Re: King James Bible celebrated (News, Sept. 16)
Thank you for your article on the King James Version of the Bible. I would like to correct misconceptions about that bible.
The ringing phrases that were credited to the KJV – “blind leaders of the blind,” “woe is me” – were not in fact authored in 1611 by the men on the KJV committee. They were written by one man about 75 years earlier, a man who was publicly strangled and burned at a stake for translating the bible into English. His name was William Tyndale.
Tyndale gave us much that the KJV borrowed: “In the beginning God created heaven and earth,” “With God, all things are possible,” “In Him we live, and move, and have our being.”
From his pen also came, “Behold, I stand at the door and knock. If any man hear my voice and open the door, I will come in unto him and will sup with him, and he with me.”
Tyndale was an able linguist who spoke eight languages. He lived on the continent, in exile from England, in poverty and hardship, pursued from city to city by religious authorities. The law made it illegal to assist him; his brother was apprehended for sending him food money. But working almost single-handedly by the light of oil lamps, Tyndale was able to translate the full New Testament and part of the Old before he was betrayed by a paid informant, imprisoned, and killed in 1536.

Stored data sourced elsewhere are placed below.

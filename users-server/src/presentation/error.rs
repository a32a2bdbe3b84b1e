use actix_web::{HttpResponse, ResponseError, http::StatusCode};
use serde::Serialize;
use thiserror::Error;

#[derive(Debug, Clone, Copy, PartialEq, Eq, Serialize)]
#[serde(rename_all = "SCREAMING_SNAKE_CASE")]
pub enum ErrorCategory {
    InvalidPassword,
    EmailAlreadyTaken,
    UnprocessableEntity,
    InternalServerError,
}

impl ErrorCategory {
    pub fn status_code(self) -> StatusCode {
        match self {
            ErrorCategory::InternalServerError => StatusCode::INTERNAL_SERVER_ERROR,
            _ => StatusCode::UNPROCESSABLE_ENTITY,
        }
    }
}

/// Error rendered to clients as `{category, message}`.
#[derive(Debug, Error)]
#[error("{message}")]
pub struct ApiError {
    pub category: ErrorCategory,
    pub message: String,
}

impl ApiError {
    pub fn new(category: ErrorCategory, message: impl Into<String>) -> Self {
        Self {
            category,
            message: message.into(),
        }
    }

    pub fn invalid_password(message: impl Into<String>) -> Self {
        Self::new(ErrorCategory::InvalidPassword, message)
    }

    pub fn email_already_taken() -> Self {
        Self::new(ErrorCategory::EmailAlreadyTaken, "Email already taken")
    }

    pub fn unprocessable(message: impl Into<String>) -> Self {
        Self::new(ErrorCategory::UnprocessableEntity, message)
    }

    pub fn internal(message: impl Into<String>) -> Self {
        Self::new(ErrorCategory::InternalServerError, message)
    }
}

#[derive(Serialize)]
struct ErrorBody<'a> {
    category: ErrorCategory,
    message: &'a str,
}

impl ResponseError for ApiError {
    fn status_code(&self) -> StatusCode {
        self.category.status_code()
    }

    fn error_response(&self) -> HttpResponse {
        HttpResponse::build(self.status_code()).json(ErrorBody {
            category: self.category,
            message: &self.message,
        })
    }
}

#[cfg(test)]
mod tests {
    use super::*;
    use actix_web::body::to_bytes;

    #[actix_web::test]
    async fn domain_categories_render_as_422() {
        let err = ApiError::email_already_taken();
        let response = err.error_response();
        assert_eq!(response.status(), StatusCode::UNPROCESSABLE_ENTITY);

        let body = to_bytes(response.into_body()).await.unwrap();
        let value: serde_json::Value = serde_json::from_slice(&body).unwrap();
        assert_eq!(value["category"], "EMAIL_ALREADY_TAKEN");
        assert_eq!(value["message"], "Email already taken");
    }

    #[test]
    fn internal_errors_render_as_500() {
        assert_eq!(
            ApiError::internal("boom").status_code(),
            StatusCode::INTERNAL_SERVER_ERROR
        );
        assert_eq!(
            ApiError::invalid_password("x").status_code(),
            StatusCode::UNPROCESSABLE_ENTITY
        );
    }
}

Then in 1537 a man named John Rogers, who was also burned at the stake, gathered Tyndale’s translations, added that of Miles Coverdale to complete the undone work, added commentaries, and published it all as the Matthew Bible. This scarcely known masterpiece is the real basis of our English version. It is estimated that 85 per cent of the KJV New Testament is straight Tyndale. It is Tyndale, therefore, who so greatly influenced the English language. Coverdale is also noted for his eloquent renderings of the Psalms.
Victoria is home to a project, newmatthewbible.org, that attempts to make the full Matthew Bible more easily understood and available to everyone.